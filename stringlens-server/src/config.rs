// Copyright 2025 Sushanth (https://github.com/sushanthpy)
//
// This program is free software: you can redistribute it and/or modify
// it under the terms of the GNU Affero General Public License as published by
// the Free Software Foundation, either version 3 of the License, or
// (at your option) any later version.
//
// This program is distributed in the hope that it will be useful,
// but WITHOUT ANY WARRANTY; without even the implied warranty of
// MERCHANTABILITY or FITNESS FOR A PARTICULAR PURPOSE. See the
// GNU Affero General Public License for more details.
//
// You should have received a copy of the GNU Affero General Public License
// along with this program. If not, see <https://www.gnu.org/licenses/>.

use anyhow::Result;
use serde::{Deserialize, Serialize};
use std::net::SocketAddr;
use std::path::{Path, PathBuf};

/// Stringlens Server Configuration
#[derive(Debug, Clone, Default, Deserialize, Serialize)]
pub struct ServerConfig {
    #[serde(default)]
    pub server: HttpServerConfig,
    #[serde(default)]
    pub storage: StorageConfig,
}

#[derive(Debug, Clone, Deserialize, Serialize)]
pub struct HttpServerConfig {
    /// HTTP API listen address (e.g., "127.0.0.1:47200")
    #[serde(default = "default_http_addr")]
    pub listen_addr: String,

    /// Enable CORS
    #[serde(default = "default_enable_cors")]
    pub enable_cors: bool,

    /// Allowed CORS origins (empty = allow all)
    #[serde(default)]
    pub cors_origins: Vec<String>,

    /// Longest natural-language query accepted, in bytes
    #[serde(default = "default_max_query_length")]
    pub max_query_length: usize,
}

#[derive(Debug, Clone, Deserialize, Serialize)]
pub struct StorageConfig {
    /// Directory holding the record snapshot and journal
    #[serde(default = "default_data_dir")]
    pub data_dir: PathBuf,

    /// Journal records to disk; when false the store is purely in-memory
    #[serde(default = "default_persist")]
    pub persist: bool,
}

// Default values
fn default_http_addr() -> String {
    "127.0.0.1:47200".to_string()
}

fn default_enable_cors() -> bool {
    true
}

fn default_max_query_length() -> usize {
    2000
}

fn default_data_dir() -> PathBuf {
    PathBuf::from("./stringlens-data")
}

fn default_persist() -> bool {
    true
}

impl Default for HttpServerConfig {
    fn default() -> Self {
        Self {
            listen_addr: default_http_addr(),
            enable_cors: default_enable_cors(),
            cors_origins: vec![],
            max_query_length: default_max_query_length(),
        }
    }
}

impl Default for StorageConfig {
    fn default() -> Self {
        Self {
            data_dir: default_data_dir(),
            persist: default_persist(),
        }
    }
}

impl ServerConfig {
    /// Load configuration from TOML file
    pub fn from_file<P: AsRef<Path>>(path: P) -> Result<Self> {
        let content = std::fs::read_to_string(path)?;
        let config: Self = toml::from_str(&content)?;
        Ok(config)
    }

    /// Load configuration from environment variables
    ///
    /// Supported environment variables:
    /// - STRINGLENS_HTTP_ADDR: HTTP listen address (default: 127.0.0.1:47200)
    /// - STRINGLENS_DATA_DIR: Data directory path (default: ./stringlens-data)
    /// - STRINGLENS_PERSIST: Persist records to disk (default: true)
    /// - STRINGLENS_ENABLE_CORS: Enable CORS (default: true)
    /// - STRINGLENS_CORS_ORIGINS: Comma-separated allowed origins
    /// - STRINGLENS_MAX_QUERY_LENGTH: Longest natural-language query (default: 2000)
    pub fn from_env() -> Self {
        Self::default().merge_with_env()
    }

    /// Load configuration with priority: env > file > defaults
    pub fn load(config_file: Option<PathBuf>) -> Result<Self> {
        let config = if let Some(path) = config_file {
            if path.exists() {
                tracing::info!("Loading configuration from file: {:?}", path);
                Self::from_file(&path)?
            } else {
                tracing::warn!("Config file not found: {:?}, using defaults", path);
                Self::default()
            }
        } else {
            Self::default()
        };

        Ok(config.merge_with_env())
    }

    /// Override fields whose environment variable is set
    fn merge_with_env(mut self) -> Self {
        if let Ok(addr) = std::env::var("STRINGLENS_HTTP_ADDR") {
            self.server.listen_addr = addr;
        }

        if let Ok(cors) = std::env::var("STRINGLENS_ENABLE_CORS") {
            self.server.enable_cors = cors.parse().unwrap_or(true);
        }

        if let Ok(origins) = std::env::var("STRINGLENS_CORS_ORIGINS") {
            self.server.cors_origins = origins
                .split(',')
                .map(str::trim)
                .filter(|o| !o.is_empty())
                .map(String::from)
                .collect();
        }

        if let Ok(max_len) = std::env::var("STRINGLENS_MAX_QUERY_LENGTH") {
            if let Ok(val) = max_len.parse() {
                self.server.max_query_length = val;
            }
        }

        if let Ok(data_dir) = std::env::var("STRINGLENS_DATA_DIR") {
            self.storage.data_dir = PathBuf::from(data_dir);
        }

        if let Ok(persist) = std::env::var("STRINGLENS_PERSIST") {
            self.storage.persist = persist.parse().unwrap_or(true);
        }

        self
    }

    /// Parse listen address as SocketAddr
    pub fn socket_addr(&self) -> Result<SocketAddr> {
        Ok(self.server.listen_addr.parse()?)
    }

    /// Validate configuration
    pub fn validate(&self) -> Result<()> {
        self.socket_addr()?;

        if self.server.max_query_length == 0 {
            anyhow::bail!("max_query_length must be greater than 0");
        }

        if self.storage.persist && !self.storage.data_dir.exists() {
            std::fs::create_dir_all(&self.storage.data_dir)?;
        }

        Ok(())
    }
}

#[cfg(test)]
mod tests {
    use super::*;

    #[test]
    fn test_default_config() {
        let config = ServerConfig::default();
        assert_eq!(config.server.listen_addr, "127.0.0.1:47200");
        assert_eq!(config.server.max_query_length, 2000);
        assert!(config.storage.persist);
    }

    #[test]
    fn test_partial_toml_uses_defaults() {
        let config: ServerConfig = toml::from_str(
            r#"
            [server]
            listen_addr = "0.0.0.0:9000"

            [storage]
            persist = false
            "#,
        )
        .unwrap();

        assert_eq!(config.server.listen_addr, "0.0.0.0:9000");
        assert!(config.server.enable_cors);
        assert!(!config.storage.persist);
        assert_eq!(config.storage.data_dir, PathBuf::from("./stringlens-data"));
    }

    #[test]
    fn test_from_file() {
        let dir = tempfile::TempDir::new().unwrap();
        let path = dir.path().join("stringlens.toml");
        std::fs::write(&path, "[server]\nmax_query_length = 64\n").unwrap();

        let config = ServerConfig::from_file(&path).unwrap();
        assert_eq!(config.server.max_query_length, 64);
        assert_eq!(config.server.listen_addr, "127.0.0.1:47200");
    }

    #[test]
    fn test_from_env() {
        std::env::set_var("STRINGLENS_HTTP_ADDR", "0.0.0.0:8080");
        std::env::set_var("STRINGLENS_CORS_ORIGINS", "http://a.test, http://b.test");

        let config = ServerConfig::from_env();
        assert_eq!(config.server.listen_addr, "0.0.0.0:8080");
        assert_eq!(
            config.server.cors_origins,
            vec!["http://a.test".to_string(), "http://b.test".to_string()]
        );

        std::env::remove_var("STRINGLENS_HTTP_ADDR");
        std::env::remove_var("STRINGLENS_CORS_ORIGINS");
    }

    #[test]
    fn test_validation() {
        let mut config = ServerConfig::default();
        config.storage.persist = false;
        assert!(config.validate().is_ok());

        config.server.listen_addr = "not an address".to_string();
        assert!(config.validate().is_err());

        config.server.listen_addr = "127.0.0.1:0".to_string();
        config.server.max_query_length = 0;
        assert!(config.validate().is_err());
    }

    #[test]
    fn test_validation_creates_data_dir() {
        let dir = tempfile::TempDir::new().unwrap();
        let mut config = ServerConfig::default();
        config.storage.data_dir = dir.path().join("nested").join("data");

        config.validate().unwrap();
        assert!(config.storage.data_dir.is_dir());
    }
}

☆ ☆ ☆ ☆

### Exercise instructions
Answer by repeating every line of the listing exactly.

### Finished exercise
filename stringlens-server/src/config.rs
// Copyright 2025 Sushanth (https://github.com/sushanthpy)
//
// This program is free software: you can redistribute it and/or modify
// it under the terms of the GNU Affero General Public License as published by
// the Free Software Foundation, either version 3 of the License, or
// (at your option) any later version.
//
// This program is distributed in the hope that it will be useful,
// but WITHOUT ANY WARRANTY; without even the implied warranty of
// MERCHANTABILITY or FITNESS FOR A PARTICULAR PURPOSE. See the
// GNU Affero General Public License for more details.
//
// You should have received a copy of the GNU Affero General Public License
// along with this program. If not, see <https://www.gnu.org/licenses/>.

use anyhow::Result;
use serde::{Deserialize, Serialize};
use std::net::SocketAddr;
use std::path::{Path, PathBuf};

/// Stringlens Server Configuration
#[derive(Debug, Clone, Default, Deserialize, Serialize)]
pub struct ServerConfig {
    #[serde(default)]
    pub server: HttpServerConfig,
    #[serde(default)]
    pub storage: StorageConfig,
}

#[derive(Debug, Clone, Deserialize, Serialize)]
pub struct HttpServerConfig {
    /// HTTP API listen address (e.g., "127.0.0.1:47200")
    #[serde(default = "default_http_addr")]
    pub listen_addr: String,

    /// Enable CORS
    #[serde(default = "default_enable_cors")]
    pub enable_cors: bool,

    /// Allowed CORS origins (empty = allow all)
    #[serde(default)]
    pub cors_origins: Vec<String>,

    /// Longest natural-language query accepted, in bytes
    #[serde(default = "default_max_query_length")]
    pub max_query_length: usize,
}

#[derive(Debug, Clone, Deserialize, Serialize)]
pub struct StorageConfig {
    /// Directory holding the record snapshot and journal
    #[serde(default = "default_data_dir")]
    pub data_dir: PathBuf,

    /// Journal records to disk; when false the store is purely in-memory
    #[serde(default = "default_persist")]
    pub persist: bool,
}

// Default values
fn default_http_addr() -> String {
    "127.0.0.1:47200".to_string()
}

fn default_enable_cors() -> bool {
    true
}

fn default_max_query_length() -> usize {
    2000
}

fn default_data_dir() -> PathBuf {
    PathBuf::from("./stringlens-data")
}

fn default_persist() -> bool {
    true
}

impl Default for HttpServerConfig {
    fn default() -> Self {
        Self {
            listen_addr: default_http_addr(),
            enable_cors: default_enable_cors(),
            cors_origins: vec![],
            max_query_length: default_max_query_length(),
        }
    }
}

impl Default for StorageConfig {
    fn default() -> Self {
        Self {
            data_dir: default_data_dir(),
            persist: default_persist(),
        }
    }
}

impl ServerConfig {
    /// Load configuration from TOML file
    pub fn from_file<P: AsRef<Path>>(path: P) -> Result<Self> {
        let content = std::fs::read_to_string(path)?;
        let config: Self = toml::from_str(&content)?;
        Ok(config)
    }

    /// Load configuration from environment variables
    ///
    /// Supported environment variables:
    /// - STRINGLENS_HTTP_ADDR: HTTP listen address (default: 127.0.0.1:47200)
    /// - STRINGLENS_DATA_DIR: Data directory path (default: ./stringlens-data)
    /// - STRINGLENS_PERSIST: Persist records to disk (default: true)
    /// - STRINGLENS_ENABLE_CORS: Enable CORS (default: true)
    /// - STRINGLENS_CORS_ORIGINS: Comma-separated allowed origins
    /// - STRINGLENS_MAX_QUERY_LENGTH: Longest natural-language query (default: 2000)
    pub fn from_env() -> Self {
        Self::default().merge_with_env()
    }

    /// Load configuration with priority: env > file > defaults
    pub fn load(config_file: Option<PathBuf>) -> Result<Self> {
        let config = if let Some(path) = config_file {
            if path.exists() {
                tracing::info!("Loading configuration from file: {:?}", path);
                Self::from_file(&path)?
            } else {
                tracing::warn!("Config file not found: {:?}, using defaults", path);
                Self::default()
            }
        } else {
            Self::default()
        };

        Ok(config.merge_with_env())
    }

    /// Override fields whose environment variable is set
    fn merge_with_env(mut self) -> Self {
        if let Ok(addr) = std::env::var("STRINGLENS_HTTP_ADDR") {
            self.server.listen_addr = addr;
        }

        if let Ok(cors) = std::env::var("STRINGLENS_ENABLE_CORS") {
            self.server.enable_cors = cors.parse().unwrap_or(true);
        }

        if let Ok(origins) = std::env::var("STRINGLENS_CORS_ORIGINS") {
            self.server.cors_origins = origins
                .split(',')
                .map(str::trim)
                .filter(|o| !o.is_empty())
                .map(String::from)
                .collect();
        }

        if let Ok(max_len) = std::env::var("STRINGLENS_MAX_QUERY_LENGTH") {
            if let Ok(val) = max_len.parse() {
                self.server.max_query_length = val;
            }
        }

        if let Ok(data_dir) = std::env::var("STRINGLENS_DATA_DIR") {
            self.storage.data_dir = PathBuf::from(data_dir);
        }

        if let Ok(persist) = std::env::var("STRINGLENS_PERSIST") {
            self.storage.persist = persist.parse().unwrap_or(true);
        }

        self
    }

    /// Parse listen address as SocketAddr
    pub fn socket_addr(&self) -> Result<SocketAddr> {
        Ok(self.server.listen_addr.parse()?)
    }

    /// Validate configuration
    pub fn validate(&self) -> Result<()> {
        self.socket_addr()?;

        if self.server.max_query_length == 0 {
            anyhow::bail!("max_query_length must be greater than 0");
        }

        if self.storage.persist && !self.storage.data_dir.exists() {
            std::fs::create_dir_all(&self.storage.data_dir)?;
        }

        Ok(())
    }
}

#[cfg(test)]
mod tests {
    use super::*;

    #[test]
    fn test_default_config() {
        let config = ServerConfig::default();
        assert_eq!(config.server.listen_addr, "127.0.0.1:47200");
        assert_eq!(config.server.max_query_length, 2000);
        assert!(config.storage.persist);
    }

    #[test]
    fn test_partial_toml_uses_defaults() {
        let config: ServerConfig = toml::from_str(
            r#"
            [server]
            listen_addr = "0.0.0.0:9000"

            [storage]
            persist = false
            "#,
        )
        .unwrap();

        assert_eq!(config.server.listen_addr, "0.0.0.0:9000");
        assert!(config.server.enable_cors);
        assert!(!config.storage.persist);
        assert_eq!(config.storage.data_dir, PathBuf::from("./stringlens-data"));
    }

    #[test]
    fn test_from_file() {
        let dir = tempfile::TempDir::new().unwrap();
        let path = dir.path().join("stringlens.toml");
        std::fs::write(&path, "[server]\nmax_query_length = 64\n").unwrap();

        let config = ServerConfig::from_file(&path).unwrap();
        assert_eq!(config.server.max_query_length, 64);
        assert_eq!(config.server.listen_addr, "127.0.0.1:47200");
    }

    #[test]
    fn test_from_env() {
        std::env::set_var("STRINGLENS_HTTP_ADDR", "0.0.0.0:8080");
        std::env::set_var("STRINGLENS_CORS_ORIGINS", "http://a.test, http://b.test");

        let config = ServerConfig::from_env();
        assert_eq!(config.server.listen_addr, "0.0.0.0:8080");
        assert_eq!(
            config.server.cors_origins,
            vec!["http://a.test".to_string(), "http://b.test".to_string()]
        );

        std::env::remove_var("STRINGLENS_HTTP_ADDR");
        std::env::remove_var("STRINGLENS_CORS_ORIGINS");
    }

    #[test]
    fn test_validation() {
        let mut config = ServerConfig::default();
        config.storage.persist = false;
        assert!(config.validate().is_ok());

        config.server.listen_addr = "not an address".to_string();
        assert!(config.validate().is_err());

        config.server.listen_addr = "127.0.0.1:0".to_string();
        config.server.max_query_length = 0;
        assert!(config.validate().is_err());
    }

    #[test]
    fn test_validation_creates_data_dir() {
        let dir = tempfile::TempDir::new().unwrap();
        let mut config = ServerConfig::default();
        config.storage.data_dir = dir.path().join("nested").join("data");

        config.validate().unwrap();
        assert!(config.storage.data_dir.is_dir());
    }
}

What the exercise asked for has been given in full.